▶ [Material for this exercise]:
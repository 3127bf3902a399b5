//! Database error types.

use std::path::PathBuf;
use thiserror::Error;

/// Errors from database operations.
#[derive(Error, Debug)]
pub enum DatabaseError {
    /// SQLite error from rusqlite.
    #[error("SQLite error: {0}")]
    Sqlite(#[from] rusqlite::Error),

    /// IO error when creating the database directory.
    #[error("IO error for path '{path}': {source}")]
    Io {
        path: PathBuf,
        #[source]
        source: std::io::Error,
    },

    /// A migration failed to apply.
    #[error("Migration failed at version {version}: {reason}")]
    Migration { version: u32, reason: String },

    /// A stored row does not match the typed record.
    #[error("Corrupt {table} row {id}: {reason}")]
    CorruptRow {
        table: &'static str,
        id: i64,
        reason: String,
    },

    /// The database lock was poisoned.
    #[error("Database lock poisoned")]
    LockPoisoned,
}
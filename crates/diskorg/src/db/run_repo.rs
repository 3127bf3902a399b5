//! Run repository: one row per triggered run.
//!
//! A run is inserted as `running` and completed exactly once. Rows are
//! never deleted here.

use chrono::{DateTime, SecondsFormat, Utc};
use rusqlite::{params, OptionalExtension, Row};
use serde::{Deserialize, Serialize};

use super::{Database, DatabaseError};

/// Persisted status of a run.
#[derive(Debug, Clone, Copy, PartialEq, Eq, Serialize, Deserialize)]
#[serde(rename_all = "snake_case")]
pub enum RunStatus {
    Running,
    Success,
    Error,
}

impl RunStatus {
    pub fn as_str(&self) -> &'static str {
        match self {
            RunStatus::Running => "running",
            RunStatus::Success => "success",
            RunStatus::Error => "error",
        }
    }

    pub fn parse(s: &str) -> Option<Self> {
        match s {
            "running" => Some(RunStatus::Running),
            "success" => Some(RunStatus::Success),
            "error" => Some(RunStatus::Error),
            _ => None,
        }
    }

    pub fn is_terminal(&self) -> bool {
        !matches!(self, RunStatus::Running)
    }
}

impl std::fmt::Display for RunStatus {
    fn fmt(&self, f: &mut std::fmt::Formatter<'_>) -> std::fmt::Result {
        f.write_str(self.as_str())
    }
}

#[derive(Debug, Clone, PartialEq, Eq, Serialize)]
pub struct RunRecord {
    pub id: i64,
    /// `None` for an ad-hoc run against an explicit path.
    pub disk_name: Option<String>,
    pub source_path: String,
    pub status: RunStatus,
    /// Set on completion.
    pub files_moved: Option<i64>,
    pub log_file: String,
    pub start_ts: DateTime<Utc>,
    pub end_ts: Option<DateTime<Utc>>,
}

struct RawRun {
    id: i64,
    disk_name: Option<String>,
    source_path: String,
    status: String,
    files_moved: Option<i64>,
    log_file: String,
    start_ts: String,
    end_ts: Option<String>,
}

impl RawRun {
    fn from_row(row: &Row<'_>) -> Result<Self, rusqlite::Error> {
        Ok(Self {
            id: row.get("id")?,
            disk_name: row.get("disk_name")?,
            source_path: row.get("source_path")?,
            status: row.get("status")?,
            files_moved: row.get("files_moved")?,
            log_file: row.get("log_file")?,
            start_ts: row.get("start_ts")?,
            end_ts: row.get("end_ts")?,
        })
    }

    fn into_record(self) -> Result<RunRecord, DatabaseError> {
        let id = self.id;
        let corrupt = |reason: String| DatabaseError::CorruptRow {
            table: "runs",
            id,
            reason,
        };

        let status = RunStatus::parse(&self.status)
            .ok_or_else(|| corrupt(format!("unknown status '{}'", self.status)))?;
        let start_ts = parse_timestamp(&self.start_ts).map_err(corrupt)?;
        let end_ts = self
            .end_ts
            .as_deref()
            .map(parse_timestamp)
            .transpose()
            .map_err(corrupt)?;

        Ok(RunRecord {
            id,
            disk_name: self.disk_name,
            source_path: self.source_path,
            status,
            files_moved: self.files_moved,
            log_file: self.log_file,
            start_ts,
            end_ts,
        })
    }
}

fn format_timestamp(dt: DateTime<Utc>) -> String {
    dt.to_rfc3339_opts(SecondsFormat::Micros, true)
}

fn parse_timestamp(s: &str) -> Result<DateTime<Utc>, String> {
    DateTime::parse_from_rfc3339(s)
        .map(|dt| dt.with_timezone(&Utc))
        .map_err(|e| format!("bad timestamp '{}': {}", s, e))
}

/// Inserts a new `running` run and returns its id.
pub fn create(
    db: &Database,
    disk_name: Option<&str>,
    source_path: &str,
    log_file: &str,
) -> Result<i64, DatabaseError> {
    db.with_conn(|conn| {
        conn.execute(
            "INSERT INTO runs (disk_name, source_path, status, log_file, start_ts)
             VALUES (?1, ?2, ?3, ?4, ?5)",
            params![
                disk_name,
                source_path,
                RunStatus::Running.as_str(),
                log_file,
                format_timestamp(Utc::now()),
            ],
        )?;
        Ok(conn.last_insert_rowid())
    })
}

/// Records the terminal outcome of a run.
///
/// Only a run that is still `running` is updated, so a second completion is
/// a no-op. Returns whether the row changed.
pub fn complete(
    db: &Database,
    id: i64,
    status: RunStatus,
    files_moved: i64,
) -> Result<bool, DatabaseError> {
    db.with_conn(|conn| {
        let changed = conn.execute(
            "UPDATE runs SET status = ?2, files_moved = ?3, end_ts = ?4
             WHERE id = ?1 AND status = ?5",
            params![
                id,
                status.as_str(),
                files_moved,
                format_timestamp(Utc::now()),
                RunStatus::Running.as_str(),
            ],
        )?;
        Ok(changed > 0)
    })
}

pub fn find_by_id(db: &Database, id: i64) -> Result<Option<RunRecord>, DatabaseError> {
    let raw = db.with_conn(|conn| {
        let raw = conn
            .query_row(
                "SELECT * FROM runs WHERE id = ?1",
                params![id],
                RawRun::from_row,
            )
            .optional()?;
        Ok(raw)
    })?;
    raw.map(RawRun::into_record).transpose()
}

/// Current status of a run, or `None` if it does not exist.
pub fn status_of(db: &Database, id: i64) -> Result<Option<RunStatus>, DatabaseError> {
    Ok(find_by_id(db, id)?.map(|run| run.status))
}

/// All runs, most recent first.
pub fn list(db: &Database) -> Result<Vec<RunRecord>, DatabaseError> {
    let raws = db.with_conn(|conn| {
        let mut stmt = conn.prepare("SELECT * FROM runs ORDER BY start_ts DESC, id DESC")?;
        let raws = stmt
            .query_map([], RawRun::from_row)?
            .collect::<Result<Vec<_>, _>>()?;
        Ok(raws)
    })?;
    raws.into_iter().map(RawRun::into_record).collect()
}
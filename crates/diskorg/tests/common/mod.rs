//! Shared test utilities for diskorg integration tests.
//!
//! This module provides:
//! - `TestHarness` for isolated test execution with temp directories
//! - Builders for categories and disks

pub mod builders;
pub mod harness;

pub use builders::*;
pub use harness::TestHarness;
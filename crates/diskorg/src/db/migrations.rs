//! Database migration system.
//!
//! Tracks applied migrations in a `_migrations` table and applies
//! pending ones in order. ADD COLUMN migrations are skipped when the column
//! is already present, so databases created by older tooling upgrade cleanly.

use rusqlite::Connection;

use super::error::DatabaseError;

/// A single migration definition.
struct Migration {
    version: u32,
    description: &'static str,
    sql: &'static str,
    kind: MigrationKind,
}

enum MigrationKind {
    /// Execute the SQL directly.
    Standard,
    /// ALTER TABLE ADD COLUMN, skipped if the column already exists.
    AddColumn {
        table: &'static str,
        column: &'static str,
    },
}

/// All migrations in order. Each is applied at most once.
const MIGRATIONS: &[Migration] = &[
    Migration {
        version: 1,
        description: "create_categories_and_keywords",
        sql: include_str!("sql/001_create_categories.sql"),
        kind: MigrationKind::Standard,
    },
    Migration {
        version: 2,
        description: "create_disks_table",
        sql: include_str!("sql/002_create_disks.sql"),
        kind: MigrationKind::Standard,
    },
    Migration {
        version: 3,
        description: "create_runs_table",
        sql: include_str!("sql/003_create_runs.sql"),
        kind: MigrationKind::Standard,
    },
    Migration {
        version: 4,
        description: "add_schedule_to_disks",
        sql: include_str!("sql/004_add_disk_schedule.sql"),
        kind: MigrationKind::AddColumn {
            table: "disks",
            column: "schedule",
        },
    },
];

/// Runs all pending migrations on the given connection.
pub fn run_all(conn: &Connection) -> Result<(), DatabaseError> {
    conn.execute_batch(
        "CREATE TABLE IF NOT EXISTS _migrations (
            version INTEGER PRIMARY KEY,
            description TEXT NOT NULL,
            applied_at TEXT NOT NULL DEFAULT (datetime('now'))
        );",
    )?;

    let current_version: u32 = conn.query_row(
        "SELECT COALESCE(MAX(version), 0) FROM _migrations",
        [],
        |r| r.get(0),
    )?;

    for migration in MIGRATIONS {
        if migration.version <= current_version {
            continue;
        }

        log::info!(
            "Running migration v{}: {}",
            migration.version,
            migration.description
        );

        let should_run = match &migration.kind {
            MigrationKind::Standard => true,
            MigrationKind::AddColumn { table, column } => !column_exists(conn, table, column)?,
        };

        if should_run {
            conn.execute_batch(migration.sql)
                .map_err(|e| DatabaseError::Migration {
                    version: migration.version,
                    reason: e.to_string(),
                })?;
        } else {
            log::info!(
                "Skipping migration v{} (column already present)",
                migration.version
            );
        }

        conn.execute(
            "INSERT INTO _migrations (version, description) VALUES (?1, ?2)",
            rusqlite::params![migration.version, migration.description],
        )?;
    }

    Ok(())
}

/// Checks whether a column exists on a table using `PRAGMA table_info`.
fn column_exists(conn: &Connection, table: &str, column: &str) -> Result<bool, DatabaseError> {
    if !table.chars().all(|c| c.is_ascii_alphanumeric() || c == '_') {
        return Err(DatabaseError::Migration {
            version: 0,
            reason: format!("Invalid table name: {}", table),
        });
    }
    let mut stmt = conn.prepare(&format!("PRAGMA table_info({})", table))?;
    let exists = stmt
        .query_map([], |row| row.get::<_, String>(1))?
        .any(|r| r.map(|name| name == column).unwrap_or(false));
    Ok(exists)
}
use std::path::{Path, PathBuf};

use crate::config::Disk;
use crate::storage::PathGuard;

/// Options for a single move run.
#[derive(Debug, Clone, Default)]
pub struct MoveOptions {
    /// Report decisions without touching the filesystem.
    pub dry_run: bool,
    /// Base for relative category targets. Falls back to the source
    /// directory when unset.
    pub sorted_root: Option<PathBuf>,
    /// When set, every resolved target directory must stay under its root.
    pub guard: Option<PathGuard>,
}

impl MoveOptions {
    pub fn new(dry_run: bool) -> Self {
        Self {
            dry_run,
            ..Self::default()
        }
    }

    /// Options for a configured disk: its sorted directory becomes the base
    /// for relative targets.
    pub fn for_disk(disk: &Disk, dry_run: bool) -> Self {
        Self {
            dry_run,
            sorted_root: disk.sorted_root().map(Path::to_path_buf),
            guard: None,
        }
    }

    pub fn with_sorted_root<P: AsRef<Path>>(mut self, sorted_root: P) -> Self {
        self.sorted_root = Some(sorted_root.as_ref().to_path_buf());
        self
    }

    pub fn with_guard(mut self, guard: PathGuard) -> Self {
        self.guard = Some(guard);
        self
    }

    /// The directory relative targets resolve against.
    pub fn base_directory<'a>(&'a self, source_dir: &'a Path) -> &'a Path {
        self.sorted_root.as_deref().unwrap_or(source_dir)
    }
}
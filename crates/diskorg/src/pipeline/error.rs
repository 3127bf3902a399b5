use std::path::PathBuf;

use thiserror::Error;

/// Failures that abort a move run before any file is touched.
///
/// Per-file problems (unwritable destination, failed move) are reported
/// through the progress reporter and never surface here.
#[derive(Error, Debug)]
pub enum PipelineError {
    #[error("Failed to load category rules: {0}")]
    Config(#[from] crate::error::ConfigError),

    #[error("Failed to read category rules from database: {0}")]
    Database(#[from] crate::db::DatabaseError),

    #[error("Source directory '{path}' is not readable: {source}")]
    SourceUnreadable {
        path: PathBuf,
        #[source]
        source: std::io::Error,
    },

    #[error("Source path '{0}' is not a directory")]
    SourceNotDirectory(PathBuf),
}
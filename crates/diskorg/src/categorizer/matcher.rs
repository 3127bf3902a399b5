use crate::config::schema::Category;

/// Keyword classifier built from a category rule set.
///
/// Matching is a case-insensitive substring test against the file name.
/// Each category contributes at most once; the highest priority match wins
/// and equal priorities resolve to the category declared first.
pub struct Categorizer {
    rules: Vec<CompiledRule>,
    fallback: Option<CompiledRule>,
}

struct CompiledRule {
    name: String,
    priority: i64,
    target_dir: String,
    /// Lower-cased, never empty.
    keywords: Vec<String>,
}

impl CompiledRule {
    fn from_category(category: &Category) -> Self {
        Self {
            name: category.name.clone(),
            priority: category.priority,
            target_dir: category.target_dir.clone(),
            keywords: category
                .keywords
                .iter()
                .filter(|kw| !kw.is_empty())
                .map(|kw| kw.to_lowercase())
                .collect(),
        }
    }

    fn first_match(&self, lower_name: &str) -> Option<&str> {
        self.keywords
            .iter()
            .find(|kw| lower_name.contains(kw.as_str()))
            .map(String::as_str)
    }
}

#[derive(Debug, Clone, PartialEq, Eq)]
pub struct CategorizationResult {
    pub category: String,
    pub target_dir: String,
    /// The keyword that selected the category; `None` for the fallback.
    pub keyword: Option<String>,
}

impl Categorizer {
    pub fn new(categories: &[Category]) -> Self {
        let rules = categories.iter().map(CompiledRule::from_category).collect();
        let fallback = categories
            .iter()
            .find(|c| c.is_fallback())
            .map(CompiledRule::from_category);

        Self { rules, fallback }
    }

    pub fn is_empty(&self) -> bool {
        self.rules.is_empty()
    }

    pub fn categorize(&self, file_name: &str) -> Option<CategorizationResult> {
        let lower_name = file_name.to_lowercase();

        let mut best: Option<(&CompiledRule, &str)> = None;
        for rule in &self.rules {
            let Some(keyword) = rule.first_match(&lower_name) else {
                continue;
            };
            match best {
                Some((current, _)) if current.priority >= rule.priority => {}
                _ => best = Some((rule, keyword)),
            }
        }

        if let Some((rule, keyword)) = best {
            return Some(CategorizationResult {
                category: rule.name.clone(),
                target_dir: rule.target_dir.clone(),
                keyword: Some(keyword.to_string()),
            });
        }

        self.fallback.as_ref().map(|rule| CategorizationResult {
            category: rule.name.clone(),
            target_dir: rule.target_dir.clone(),
            keyword: None,
        })
    }

    pub fn resolve_target(&self, file_name: &str) -> Option<String> {
        self.categorize(file_name).map(|result| result.target_dir)
    }
}

/// One-shot form of [`Categorizer::resolve_target`].
pub fn resolve_target(file_name: &str, categories: &[Category]) -> Option<String> {
    Categorizer::new(categories).resolve_target(file_name)
}

#[cfg(test)]
mod tests {
    use super::*;

    fn rules() -> Vec<Category> {
        vec![
            Category::new("Movies", 5, "Sorted/Movies", &["1080p", "bluray"]),
            Category::new("Series", 9, "Sorted/Series", &["s01", "s02"]),
            Category::new("Docs", 1, "Sorted/Docs", &["invoice", ".pdf"]),
        ]
    }

    #[test]
    fn test_simple_keyword_match() {
        let categorizer = Categorizer::new(&rules());
        let result = categorizer.categorize("holiday.1080p.mkv").unwrap();
        assert_eq!(result.category, "Movies");
        assert_eq!(result.target_dir, "Sorted/Movies");
        assert_eq!(result.keyword.as_deref(), Some("1080p"));
    }

    #[test]
    fn test_match_is_case_insensitive() {
        let categories = vec![Category::new("Docs", 1, "Docs", &["InVoice"])];
        assert_eq!(
            resolve_target("ACME-INVOICE-2024.PDF", &categories),
            Some("Docs".to_string())
        );
    }

    #[test]
    fn test_higher_priority_wins_regardless_of_order() {
        let name = "Show.S01E02.1080p.mkv";
        assert_eq!(resolve_target(name, &rules()), Some("Sorted/Series".into()));

        let mut reversed = rules();
        reversed.reverse();
        assert_eq!(resolve_target(name, &reversed), Some("Sorted/Series".into()));
    }

    #[test]
    fn test_equal_priority_first_declared_wins() {
        let categories = vec![
            Category::new("A", 3, "A", &["report"]),
            Category::new("B", 3, "B", &["report"]),
        ];
        assert_eq!(resolve_target("report.txt", &categories), Some("A".into()));
    }

    #[test]
    fn test_category_contributes_once() {
        // Many matching keywords in a low-priority category must not outweigh
        // a single match in a higher-priority one.
        let categories = vec![
            Category::new("Many", 1, "Many", &["a", "b", "c"]),
            Category::new("One", 2, "One", &["abc"]),
        ];
        assert_eq!(resolve_target("abc", &categories), Some("One".into()));
    }

    #[test]
    fn test_no_match_uses_others() {
        let mut categories = rules();
        categories.push(Category::new("Others", 0, "Sorted/Others", &[]));

        let result = Categorizer::new(&categories)
            .categorize("random.bin")
            .unwrap();
        assert_eq!(result.category, "Others");
        assert_eq!(result.target_dir, "Sorted/Others");
        assert!(result.keyword.is_none());
    }

    #[test]
    fn test_no_match_without_others_skips() {
        assert_eq!(resolve_target("random.bin", &rules()), None);
    }

    #[test]
    fn test_empty_keyword_never_matches() {
        let categories = vec![Category::new("Everything", 100, "All", &[""])];
        assert_eq!(resolve_target("anything.txt", &categories), None);
    }

    #[test]
    fn test_category_without_keywords_matches_nothing() {
        let categories = vec![
            Category::new("Empty", 100, "Empty", &[]),
            Category::new("Docs", 1, "Docs", &["pdf"]),
        ];
        assert_eq!(resolve_target("a.pdf", &categories), Some("Docs".into()));
        assert_eq!(resolve_target("a.txt", &categories), None);
    }

    #[test]
    fn test_decision_is_deterministic() {
        let categorizer = Categorizer::new(&rules());
        let first = categorizer.categorize("Show.S02.bluray.mkv");
        for _ in 0..10 {
            assert_eq!(categorizer.categorize("Show.S02.bluray.mkv"), first);
        }
    }

    #[test]
    fn test_empty_rule_set() {
        let categorizer = Categorizer::new(&[]);
        assert!(categorizer.is_empty());
        assert_eq!(categorizer.resolve_target("file.txt"), None);
    }
}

▶ [Exercise aim]: Could you return all lines from the data above that contain the string "PRAGMA"?

▶ [Expected output]:
/// Checks whether a column exists on a table using `PRAGMA table_info`.
    let mut stmt = conn.prepare(&format!("PRAGMA table_info({})", table))?;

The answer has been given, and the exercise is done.